WHAT YOU NEED TO DO
Take the entries below and print all of them exactly, please.

(Collected data)
=== Begin Enclosure ===

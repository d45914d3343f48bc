//! Fixed protocol constants that should NOT be changed.
//!
//! Sticker and channel names are shared with MPD clients that submit ratings
//! or read the generated playlists, so renaming them breaks compatibility.

// ─────────────────────────────────────────────────────────────────────────────
// MPD Protocol
// ─────────────────────────────────────────────────────────────────────────────

/// Default MPD TCP port.
pub const MPD_DEFAULT_PORT: u16 = 6600;

/// Prefix of the greeting line sent by MPD on connect.
pub const MPD_GREETING_PREFIX: &str = "OK MPD ";

/// Terminator line of a successful response.
pub const MPD_RESPONSE_OK: &str = "OK";

/// Prefix of an error response line.
pub const MPD_RESPONSE_ACK: &str = "ACK ";

/// ACK error code for "no such object" (missing sticker, playlist, ...).
pub const MPD_ACK_NO_EXIST: u32 = 50;

/// Timeout for establishing the TCP connection to MPD (seconds).
///
/// Only the connect is bounded; commands and idle waits are not.
pub const MPD_CONNECT_TIMEOUT_SECS: u64 = 10;

/// Sticker object type used for all song stickers.
pub const STICKER_SONG_TYPE: &str = "song";

// ─────────────────────────────────────────────────────────────────────────────
// Ratings
// ─────────────────────────────────────────────────────────────────────────────

/// Client-to-client channel on which ratings are submitted.
pub const RATINGS_CHANNEL: &str = "ratings";

/// Sticker holding a song's rating (`"0"`..`"5"`).
pub const RATING_STICKER: &str = "rating";

/// Submitter id recorded for every rating.
///
/// MPD messages do not carry the sender's identity, so all ratings are
/// attributed to the same anonymous submitter.
pub const ANONYMOUS_SUBMITTER: &str = "0";

// ─────────────────────────────────────────────────────────────────────────────
// Play Counts
// ─────────────────────────────────────────────────────────────────────────────

/// Sticker holding a song's play count.
pub const PLAYCOUNT_STICKER: &str = "playcount";

/// Play time after which a song always counts as played (seconds).
pub const PLAYCOUNT_MAX_REQUIRED_SECS: u64 = 240;

// ─────────────────────────────────────────────────────────────────────────────
// Channels
// ─────────────────────────────────────────────────────────────────────────────

/// Capacity of the channel carrying changed subsystems from an idle connection.
pub const IDLE_SUBSYSTEM_CAPACITY: usize = 16;

/// Capacity of the internal message/status channels fed by the idle listener.
pub const IDLE_EVENT_CAPACITY: usize = 64;

// ─────────────────────────────────────────────────────────────────────────────
// Daemon
// ─────────────────────────────────────────────────────────────────────────────

/// Pause between a service group stopping and the next connect attempt (milliseconds).
pub const DAEMON_RESTART_DELAY_MS: u64 = 1000;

=== End Enclosure ===

ANSWER SECTION
repository d45914d3343f48bc
//! Fixed protocol constants that should NOT be changed.
//!
//! Sticker and channel names are shared with MPD clients that submit ratings
//! or read the generated playlists, so renaming them breaks compatibility.

// ─────────────────────────────────────────────────────────────────────────────
// MPD Protocol
// ─────────────────────────────────────────────────────────────────────────────

/// Default MPD TCP port.
pub const MPD_DEFAULT_PORT: u16 = 6600;

/// Prefix of the greeting line sent by MPD on connect.
pub const MPD_GREETING_PREFIX: &str = "OK MPD ";

/// Terminator line of a successful response.
pub const MPD_RESPONSE_OK: &str = "OK";

/// Prefix of an error response line.
pub const MPD_RESPONSE_ACK: &str = "ACK ";

/// ACK error code for "no such object" (missing sticker, playlist, ...).
pub const MPD_ACK_NO_EXIST: u32 = 50;

/// Timeout for establishing the TCP connection to MPD (seconds).
///
/// Only the connect is bounded; commands and idle waits are not.
pub const MPD_CONNECT_TIMEOUT_SECS: u64 = 10;

/// Sticker object type used for all song stickers.
pub const STICKER_SONG_TYPE: &str = "song";

// ─────────────────────────────────────────────────────────────────────────────
// Ratings
// ─────────────────────────────────────────────────────────────────────────────

/// Client-to-client channel on which ratings are submitted.
pub const RATINGS_CHANNEL: &str = "ratings";

/// Sticker holding a song's rating (`"0"`..`"5"`).
pub const RATING_STICKER: &str = "rating";

/// Submitter id recorded for every rating.
///
/// MPD messages do not carry the sender's identity, so all ratings are
/// attributed to the same anonymous submitter.
pub const ANONYMOUS_SUBMITTER: &str = "0";

// ─────────────────────────────────────────────────────────────────────────────
// Play Counts
// ─────────────────────────────────────────────────────────────────────────────

/// Sticker holding a song's play count.
pub const PLAYCOUNT_STICKER: &str = "playcount";

/// Play time after which a song always counts as played (seconds).
pub const PLAYCOUNT_MAX_REQUIRED_SECS: u64 = 240;

// ─────────────────────────────────────────────────────────────────────────────
// Channels
// ─────────────────────────────────────────────────────────────────────────────

/// Capacity of the channel carrying changed subsystems from an idle connection.
pub const IDLE_SUBSYSTEM_CAPACITY: usize = 16;

/// Capacity of the internal message/status channels fed by the idle listener.
pub const IDLE_EVENT_CAPACITY: usize = 64;

// ─────────────────────────────────────────────────────────────────────────────
// Daemon
// ─────────────────────────────────────────────────────────────────────────────

/// Pause between a service group stopping and the next connect attempt (milliseconds).
pub const DAEMON_RESTART_DELAY_MS: u64 = 1000;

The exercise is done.